In this lab, we'll walk you through setting up a Shadow Testing for the Two Tower Retrieval model that we built in the previous labs. You can create a Shadow Test from SageMaker AI Console, or using API calls. We 'll use the API calls so that you understand how the end to end process works. 

If you missed them please go back and run these labs in order: [00-start-here.ipynb](00-start-here.ipynb), [01-sm-training.ipynb](01-sm-training.ipynb), [02-sm-inference.ipynb](02-sm-inference.ipynb)
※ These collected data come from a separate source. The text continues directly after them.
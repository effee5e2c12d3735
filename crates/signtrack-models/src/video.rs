//! Video records tracked by the ledger.

use serde::{Deserialize, Serialize};
use std::fmt;
use uuid::Uuid;

/// Unique identifier for a video.
#[derive(Debug, Clone, PartialEq, Eq, Hash, Serialize, Deserialize)]
#[serde(transparent)]
pub struct VideoId(pub String);

impl VideoId {
    /// Generate a new random video ID.
    pub fn new() -> Self {
        Self(Uuid::new_v4().to_string())
    }

    /// Create from an existing string.
    pub fn from_string(s: impl Into<String>) -> Self {
        Self(s.into())
    }

    /// Get the inner string.
    pub fn as_str(&self) -> &str {
        &self.0
    }
}

impl Default for VideoId {
    fn default() -> Self {
        Self::new()
    }
}

impl fmt::Display for VideoId {
    fn fmt(&self, f: &mut fmt::Formatter<'_>) -> fmt::Result {
        write!(f, "{}", self.0)
    }
}

impl From<String> for VideoId {
    fn from(s: String) -> Self {
        Self(s)
    }
}

impl From<&str> for VideoId {
    fn from(s: &str) -> Self {
        Self(s.to_string())
    }
}

/// A source video known to the ledger.
///
/// Created on ingest or on first processing of a previously-unseen file;
/// never deleted by the pipeline. The ledger keeps at most one row per
/// filename via its atomic lookup-or-insert.
#[derive(Debug, Clone, PartialEq, Serialize, Deserialize)]
pub struct Video {
    /// Unique video ID
    pub id: VideoId,
    /// Word/gloss label for the sign this video shows
    pub label: String,
    /// Source file name (ledger-unique)
    pub filename: String,
    /// Path to the local file
    pub local_path: String,
    /// Original remote URL, when the file was fetched
    #[serde(skip_serializing_if = "Option::is_none")]
    pub remote_url: Option<String>,
    /// Content hash of the source file
    #[serde(skip_serializing_if = "Option::is_none")]
    pub content_hash: Option<String>,
}

/// Fields supplied when registering a video.
#[derive(Debug, Clone, PartialEq, Serialize, Deserialize)]
pub struct NewVideo {
    pub label: String,
    pub filename: String,
    pub local_path: String,
    #[serde(skip_serializing_if = "Option::is_none")]
    pub remote_url: Option<String>,
    #[serde(skip_serializing_if = "Option::is_none")]
    pub content_hash: Option<String>,
}

impl NewVideo {
    /// Create a record for a local file with no remote origin.
    pub fn local(label: impl Into<String>, filename: impl Into<String>, local_path: impl Into<String>) -> Self {
        Self {
            label: label.into(),
            filename: filename.into(),
            local_path: local_path.into(),
            remote_url: None,
            content_hash: None,
        }
    }

    /// Attach a content hash.
    pub fn with_content_hash(mut self, hash: impl Into<String>) -> Self {
        self.content_hash = Some(hash.into());
        self
    }
}
//! Landmark tracking post-processing for the SignTrack pipeline.
//!
//! This crate holds the pure processing core:
//! - the detection provider seam ([`TrackingProvider`], [`FrameSource`],
//!   [`ProviderRegistry`]) the orchestrator drives,
//! - the confidence-weighted temporal smoothing engine
//!   ([`SequenceSmoother`]),
//! - the quality scoring engine ([`score_sequence`]).

pub mod error;
pub mod provider;
pub mod quality;
pub mod smoothing;

pub use error::{TrackingError, TrackingResult};
pub use provider::{
    FrameIter, FrameSource, ProviderKind, ProviderRegistry, ProviderSettings, SampledFrame,
    TrackingProvider,
};
pub use quality::score_sequence;
pub use smoothing::{EmaFilter, SequenceSmoother, SmoothingConfig, TrackAlphas, VelocityClamp};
Install additional dependencies

In [None]:
%pip install Pillow -q -U

Import python libraries

In [None]:
import sagemaker
import boto3
from sagemaker.pytorch.model import PyTorchModel
from sagemaker.local import LocalSession
from sagemaker.model import Model
from sagemaker import get_execution_role
from sagemaker.serializers import JSONSerializer
from sagemaker.deserializers import JSONDeserializer
import numpy as np
import json
from PIL import Image
import io
from sagemaker.s3 import S3Uploader
from datetime import datetime
from sagemaker import image_uris

Retrieve the stored variables from previous labs

In [None]:
%store -r

Setting up a proper IAM role, a sagemaker session and model URL for a Shadow Testing deployment.

In [None]:
# session = LocalSession() # uncomment for running in local mode.
# session.config = {'local': {'local_code': True} } # uncomment for running in local mode.
session = sagemaker.Session()
role = get_execution_role()
model_data_url = model_serving_data_s3_uri
bucket = session.default_bucket()
prefix = "models/shadow-test"

sm = boto3.client("sagemaker")
sm_runtime = boto3.client("sagemaker-runtime")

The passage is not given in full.